Car il y a à Vénissieux des centaines de familles « hébergées », chez des amis, de la famille, des centaines d’autres en attente dans des foyers ou des résidences sociales, des milliers en attente d’une demande de logement. Qui s’en préoccupe, qui en parle dans les médias ?
Dans un pamphlet de colère noire [1], l’écrivain Patrick Declerc dénonce avec violence la redécouverte chaque mois de Novembre des SDF… « Les journalistes guettent le thermomètre. Attendent les premiers morts… » Il porte une accusation terrible, nourrie de ses échanges avec les SDF « …La République tout entière verse des larmes de crocodile à la mémoire de nos chers disparus de la rue. Clodo vivant embarrassait ; voici son cadavre, garanti pur misérable hypothermique, déclaré d’utilité publique ». »

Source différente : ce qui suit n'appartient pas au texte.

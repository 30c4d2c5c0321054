//! Configuration module for logging - using compile-time constants
//!
//! Buffer and message limits are fixed at compile time; level and output
//! format are runtime user preferences.

use crate::config::compile_time::logging::*;
use crate::config::runtime::LoggingPreferences;
use std::sync::OnceLock;

type EventsLogLevel = crate::logging::events::LogLevel;

// ============================================================================
// RUNTIME PREFERENCES STORAGE
// ============================================================================

static RUNTIME_PREFERENCES: OnceLock<LoggingPreferences> = OnceLock::new();

/// Initialize runtime preferences
pub fn init_runtime_preferences(preferences: LoggingPreferences) -> Result<(), String> {
    RUNTIME_PREFERENCES
        .set(preferences)
        .map_err(|_| "Runtime preferences already initialized".to_string())
}

/// Get runtime preferences (with fallback to defaults)
fn get_runtime_preferences() -> LoggingPreferences {
    RUNTIME_PREFERENCES.get().cloned().unwrap_or_default()
}

// ============================================================================
// CONFIGURATION ACCESS FUNCTIONS
// ============================================================================

/// Get minimum log level (user preference)
pub fn get_min_log_level() -> EventsLogLevel {
    get_runtime_preferences().min_log_level.to_events_log_level()
}

/// Check if structured logging is enabled (user preference)
pub fn use_structured_logging() -> bool {
    get_runtime_preferences().use_structured_logging
}

/// Check if console logging is enabled (user preference)
pub fn use_console_logging() -> bool {
    get_runtime_preferences().enable_console_logging
}

/// Get in-memory event buffer size (compile-time constant)
pub fn get_log_buffer_size() -> usize {
    LOG_BUFFER_SIZE
}

/// Get the number of ambiguities reported individually per compile (compile-time constant)
pub fn get_max_ambiguities_logged() -> usize {
    MAX_AMBIGUITIES_LOGGED
}

// ============================================================================
// CONFIGURATION VALIDATION
// ============================================================================

/// Validate current configuration settings
pub fn validate_config() -> Result<(), String> {
    if LOG_BUFFER_SIZE > 100_000 {
        return Err(format!("Log buffer size too large: {}", LOG_BUFFER_SIZE));
    }

    if MAX_LOG_MESSAGE_LENGTH < 64 {
        return Err(format!(
            "Max log message length too small: {}",
            MAX_LOG_MESSAGE_LENGTH
        ));
    }

    Ok(())
}

/// Get configuration summary for diagnostics
pub fn get_config_summary() -> String {
    let preferences = get_runtime_preferences();

    format!(
        "Logging Configuration:\n\
         === Limits (Compile-time) ===\n\
         - Log buffer size: {}\n\
         - Max message length: {}\n\
         - Max ambiguities logged: {}\n\
         === User Preferences (Runtime) ===\n\
         - Min log level: {:?}\n\
         - Structured logging: {}\n\
         - Console logging: {}",
        LOG_BUFFER_SIZE,
        MAX_LOG_MESSAGE_LENGTH,
        MAX_AMBIGUITIES_LOGGED,
        preferences.min_log_level,
        preferences.use_structured_logging,
        preferences.enable_console_logging,
    )
}

#[cfg(test)]
mod tests {
    use super::*;

    #[test]
    fn test_config_validation() {
        assert!(validate_config().is_ok());
    }

    #[test]
    fn test_compile_time_constants() {
        assert!(get_log_buffer_size() > 0);
        assert!(get_max_ambiguities_logged() > 0);
    }

    #[test]
    fn test_summary_mentions_limits() {
        let summary = get_config_summary();
        assert!(summary.contains("Log buffer size"));
        assert!(summary.contains("Min log level"));
    }
}
//! Error types for token registration

use super::TokenId;
use crate::partition::EquivCode;

pub type TrieResult<T> = Result<T, TrieError>;

#[derive(Debug, Clone, PartialEq, Eq, thiserror::Error)]
pub enum TrieError {
    #[error("Equivalence code {code} out of range: alphabet has {n_codes} codes")]
    CodeOutOfRange { code: EquivCode, n_codes: usize },

    #[error("Token {token} pattern length {length} exceeds maximum {max}")]
    TokenTooLong { token: TokenId, length: usize, max: u32 },

    #[error("Invalid blank run for token {token}: min {min}, max {max} (limit {limit}, {blank_codes} blank codes)")]
    InvalidBlankRun {
        token: TokenId,
        min: usize,
        max: usize,
        limit: usize,
        blank_codes: usize,
    },

    #[error("Token {token} has an empty pattern")]
    EmptyPattern { token: TokenId },

    #[error("Trie node limit of {max} exceeded")]
    NodeLimitExceeded { max: usize },

    #[error("Token {token} reaches a blank run already registered with different parameters: additional length {existing_additional}/{additional}, blank budget {existing_max}/{max}")]
    BlankTrieMismatch {
        token: TokenId,
        existing_additional: u32,
        additional: u32,
        existing_max: usize,
        max: usize,
    },

    #[error("Token id 0 is reserved and cannot be registered")]
    ReservedTokenId,
}

impl TrieError {
    /// Create a code out of range error
    pub fn code_out_of_range(code: EquivCode, n_codes: usize) -> Self {
        Self::CodeOutOfRange { code, n_codes }
    }

    /// Create a token too long error
    pub fn token_too_long(token: TokenId, length: usize) -> Self {
        Self::TokenTooLong {
            token,
            length,
            max: crate::config::compile_time::trie::MAX_TOKEN_LENGTH,
        }
    }

    /// Create an invalid blank run error
    pub fn invalid_blank_run(token: TokenId, min: usize, max: usize, blank_codes: usize) -> Self {
        Self::InvalidBlankRun {
            token,
            min,
            max,
            limit: crate::config::compile_time::trie::MAX_BLANK_RUN,
            blank_codes,
        }
    }

    /// Create an empty pattern error
    pub fn empty_pattern(token: TokenId) -> Self {
        Self::EmptyPattern { token }
    }

    /// Create a node limit exceeded error
    pub fn node_limit_exceeded() -> Self {
        Self::NodeLimitExceeded {
            max: crate::config::compile_time::trie::MAX_TRIE_NODES,
        }
    }

    /// Get error code for global logging system
    pub fn error_code(&self) -> crate::logging::codes::Code {
        use crate::logging::codes;
        match self {
            Self::CodeOutOfRange { .. } => codes::trie::CODE_OUT_OF_RANGE,
            Self::TokenTooLong { .. } => codes::trie::TOKEN_TOO_LONG,
            Self::InvalidBlankRun { .. } => codes::trie::INVALID_BLANK_RUN,
            Self::EmptyPattern { .. } => codes::trie::EMPTY_PATTERN,
            Self::NodeLimitExceeded { .. } => codes::trie::NODE_LIMIT_EXCEEDED,
            Self::BlankTrieMismatch { .. } => codes::trie::BLANK_TRIE_MISMATCH,
            Self::ReservedTokenId => codes::trie::RESERVED_TOKEN_ID,
        }
    }

    /// Whether the builder is unusable after this error
    pub fn requires_halt(&self) -> bool {
        matches!(self, Self::NodeLimitExceeded { .. })
    }
}
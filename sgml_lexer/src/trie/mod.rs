//! Token recognition automaton over equivalence codes
//!
//! A [`TrieBuilder`] registers token patterns one at a time; [`TrieBuilder::finish`]
//! compacts the result into an immutable [`Trie`] that scanners drive one code
//! at a time. Every node carries the best `(token, length, priority)` reachable
//! by stopping there, so a scanner can stop at any leaf and read its answer.
//!
//! Nodes may carry a blank trie: while sitting on such a node the scanner may
//! skip up to `max_blanks_to_scan` blank-class codes before continuing in the
//! blank trie's own subtree.

pub mod builder;
pub mod error;
pub mod priority;

pub use builder::TrieBuilder;
pub use error::{TrieError, TrieResult};
pub use priority::Priority;

use crate::partition::EquivCode;
use std::sync::Arc;

/// Identifier of a registered token; `NO_TOKEN` means nothing matched
pub type TokenId = u32;

pub const NO_TOKEN: TokenId = 0;

pub(crate) type NodeId = usize;

pub(crate) const ROOT: NodeId = 0;

/// Result of a recognition: the matched token and how many codes it covers
#[derive(Debug, Clone, Copy, Default, PartialEq, Eq)]
pub struct Recognition {
    pub token: TokenId,
    pub length: usize,
}

impl Recognition {
    pub fn is_match(&self) -> bool {
        self.token != NO_TOKEN
    }
}

/// Two tokens registered with the same pattern length and priority at one node
#[derive(Debug, Clone, Copy, PartialEq, Eq, Hash)]
pub struct Ambiguity {
    /// Token kept by the automaton
    pub existing: TokenId,
    /// Token that lost the tie
    pub incoming: TokenId,
}

#[derive(Debug, Clone)]
pub(crate) struct TrieNode {
    pub(crate) token: TokenId,
    pub(crate) token_length: u32,
    pub(crate) priority: Priority,
    /// Match ends in an open blank run, so blanks scanned past this leaf extend it
    pub(crate) includes_blanks: bool,
    /// First of `n_codes` contiguous children
    pub(crate) children: Option<NodeId>,
    /// Only ever present on nodes without children
    pub(crate) blank: Option<BlankTrie>,
}

impl Default for TrieNode {
    fn default() -> Self {
        Self {
            token: NO_TOKEN,
            token_length: 0,
            priority: Priority::DATA,
            includes_blanks: false,
            children: None,
            blank: None,
        }
    }
}

#[derive(Debug, Clone)]
pub(crate) struct BlankTrie {
    pub(crate) root: NodeId,
    /// Codes consumed before the blank run starts, counted into the final length
    pub(crate) additional_length: u32,
    pub(crate) max_blanks_to_scan: usize,
    pub(crate) codes: Arc<[bool]>,
}

/// Frozen automaton.
///
/// Holds no interior mutability and can be shared across threads.
#[derive(Debug, Clone)]
pub struct Trie {
    nodes: Box<[TrieNode]>,
    n_codes: usize,
}

impl Trie {
    pub(crate) fn from_parts(nodes: Vec<TrieNode>, n_codes: usize) -> Self {
        Self {
            nodes: nodes.into_boxed_slice(),
            n_codes,
        }
    }

    pub fn root(&self) -> NodeRef<'_> {
        NodeRef {
            trie: self,
            id: ROOT,
        }
    }

    /// Alphabet size, including the end-of-entity code
    pub fn n_codes(&self) -> usize {
        self.n_codes
    }

    pub fn node_count(&self) -> usize {
        self.nodes.len()
    }

    pub fn blank_trie_count(&self) -> usize {
        self.nodes.iter().filter(|n| n.blank.is_some()).count()
    }

    /// Longest registered token at the start of `codes`.
    ///
    /// Descends until a leaf; a leaf with a blank trie then skips blank codes
    /// (up to its budget) and continues in the blank trie. When the blank trie
    /// yields nothing, the leaf's own match is reported, counting the skipped
    /// blanks only if that match itself ends in the blank run. Exhausted input
    /// stops at the current node.
    pub fn recognize<I>(&self, codes: I) -> Recognition
    where
        I: IntoIterator<Item = EquivCode>,
    {
        let mut input = codes.into_iter();
        let mut pos = self.root();

        while pos.has_next() {
            match input.next().and_then(|code| pos.next(code)) {
                Some(next) => pos = next,
                None => return pos.recognition(),
            }
        }

        let blank = match pos.blank() {
            Some(blank) => blank,
            None => return pos.recognition(),
        };

        let mut new_pos = blank.node();
        let mut n_blanks = 0;
        let mut exhausted = false;
        while n_blanks < blank.max_blanks_to_scan() {
            let code = match input.next() {
                Some(code) => code,
                None => {
                    exhausted = true;
                    break;
                }
            };
            if !blank.code_is_blank(code) {
                if let Some(next) = new_pos.next(code) {
                    new_pos = next;
                }
                break;
            }
            n_blanks += 1;
        }

        while !exhausted && new_pos.has_next() {
            match input.next().and_then(|code| new_pos.next(code)) {
                Some(next) => new_pos = next,
                None => break,
            }
        }

        if new_pos.token() != NO_TOKEN {
            Recognition {
                token: new_pos.token(),
                length: new_pos.token_length() + blank.additional_length() + n_blanks,
            }
        } else {
            let blanks = if pos.includes_blanks() { n_blanks } else { 0 };
            Recognition {
                token: pos.token(),
                length: pos.token_length() + blanks,
            }
        }
    }
}

/// Read-only handle on one node of a frozen trie
#[derive(Debug, Clone, Copy)]
pub struct NodeRef<'a> {
    trie: &'a Trie,
    id: NodeId,
}

impl<'a> NodeRef<'a> {
    fn node(&self) -> &'a TrieNode {
        &self.trie.nodes[self.id]
    }

    pub fn token(&self) -> TokenId {
        self.node().token
    }

    pub fn token_length(&self) -> usize {
        self.node().token_length as usize
    }

    pub fn priority(&self) -> Priority {
        self.node().priority
    }

    /// Whether blanks skipped past this leaf count towards its match
    pub fn includes_blanks(&self) -> bool {
        self.node().includes_blanks
    }

    pub fn recognition(&self) -> Recognition {
        Recognition {
            token: self.token(),
            length: self.token_length(),
        }
    }

    pub fn has_next(&self) -> bool {
        self.node().children.is_some()
    }

    /// Child for `code`; `None` at a leaf or for a code outside the alphabet
    #[inline]
    pub fn next(&self, code: EquivCode) -> Option<NodeRef<'a>> {
        let code = code as usize;
        match self.node().children {
            Some(first) if code < self.trie.n_codes => Some(NodeRef {
                trie: self.trie,
                id: first + code,
            }),
            _ => None,
        }
    }

    pub fn blank(&self) -> Option<BlankRef<'a>> {
        self.node().blank.as_ref().map(|blank| BlankRef {
            trie: self.trie,
            blank,
        })
    }
}

/// Read-only handle on a blank trie attached to a leaf
#[derive(Debug, Clone, Copy)]
pub struct BlankRef<'a> {
    trie: &'a Trie,
    blank: &'a BlankTrie,
}

impl<'a> BlankRef<'a> {
    /// Root of the continuation after the blank run
    pub fn node(&self) -> NodeRef<'a> {
        NodeRef {
            trie: self.trie,
            id: self.blank.root,
        }
    }

    pub fn additional_length(&self) -> usize {
        self.blank.additional_length as usize
    }

    pub fn max_blanks_to_scan(&self) -> usize {
        self.blank.max_blanks_to_scan
    }

    pub fn code_is_blank(&self, code: EquivCode) -> bool {
        self.blank.codes.get(code as usize).copied().unwrap_or(false)
    }
}

#[cfg(test)]
mod tests {
    use super::*;

    fn assert_send_sync<T: Send + Sync>() {}

    #[test]
    fn test_trie_is_shareable() {
        assert_send_sync::<Trie>();
    }

    #[test]
    fn test_empty_trie_recognizes_nothing() {
        let trie = TrieBuilder::new(4).finish();
        assert_eq!(trie.recognize([1, 2, 3]), Recognition::default());
        assert_eq!(trie.node_count(), 1);
        assert!(!trie.recognize(Vec::new()).is_match());
    }

    #[test]
    fn test_node_navigation() {
        let mut builder = TrieBuilder::new(4);
        builder.recognize(&[1, 2], 7, Priority::DELIM).unwrap();
        let trie = builder.finish();

        let root = trie.root();
        assert!(root.has_next());
        let one = root.next(1).unwrap();
        assert_eq!(one.token(), NO_TOKEN);
        let two = one.next(2).unwrap();
        assert_eq!(two.recognition(), Recognition { token: 7, length: 2 });
        assert!(!two.has_next());
        assert!(two.next(0).is_none());
        assert!(root.next(9).is_none());
    }

    #[test]
    fn test_out_of_range_code_stops_descent() {
        let mut builder = TrieBuilder::new(3);
        builder.recognize(&[1], 5, Priority::DELIM).unwrap();
        builder.recognize(&[1, 2], 6, Priority::DELIM).unwrap();
        let trie = builder.finish();

        assert_eq!(trie.recognize([1, 99]), Recognition { token: 5, length: 1 });
    }

    #[test]
    fn test_blank_ref_accessors() {
        let mut builder = TrieBuilder::new(4);
        builder
            .recognize_b(&[1], 0, 2, &[3], &[2], 9)
            .unwrap();
        let trie = builder.finish();

        let leaf = trie.root().next(1).unwrap();
        let blank = leaf.blank().unwrap();
        assert_eq!(blank.additional_length(), 1);
        assert_eq!(blank.max_blanks_to_scan(), 2);
        assert!(blank.code_is_blank(3));
        assert!(!blank.code_is_blank(2));
        assert!(!blank.code_is_blank(100));
        assert_eq!(trie.blank_trie_count(), 1);
    }
}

Sans doute, sa colère est-elle à prendre avec précaution, comme un cri d’alarme, destiné à secouer les consciences, et peut-être, les institutions. Les services sociaux de la ville, de la métropole, des bailleurs, les associations font leur maximum, des décisions sont prises pour que personne ne soit à la rue. Mais ces mesures d’urgence, temporaires, ne règlent rien au fonds. Alors que chaque année, les gouvernements affirment agir dans l’urgence du plan froid, chaque année, le nombre de mal logés augmente, parce que la pauvreté augmente, et parce que l’état ne finance plus la construction de logements sociaux !
Il y a 1200 places en résidence sociale à Vénissieux sur les 6000 de la métropole. 30% des places sont gérées par la MVS, comme le centre d’hébergement d’urgence la Baraka de 30 places. Il y a aussi des dizaines de logements gérés par des associations (Alynea, armée du salut…) chez les bailleurs dans des programmes d’accompagnement des personnes en difficulté. La ville n’en connait que quelques-uns et n’est pas informée de leur utilisation. Il y a depuis peu un centre d’accueil et d’orientation des réfugiés de 100 places… Chaque année, des centaines d’attributions de logement sont faites dans les procédures DALO, ou d’accord collectif, de sortie de foyers… c’est à dire, répondant aux demandeurs les plus en difficulté. Au total, chaque année, à Vénissieux, des centaines de personnes mal logés sont prises en compte dans un parcours pour retrouver leur droit, mais chaque année, le nombre de familles en difficulté augmente, comme dans toutes les villes, comme le montre l’augmentation continue des contentieux qui peuvent conduire à l’expulsion.
Vénissieux assume son choix. La ville accueille des populations pauvres, on nous le reproche souvent. Elle agit pour garantir le droit au logement pour tous, et fait tout pour défendre les plus fragilisés. Mais les mal-logés doivent le savoir. Sans mettre en cause les politiques publiques du logement, nous ne pourrons pas nous en sortir localement.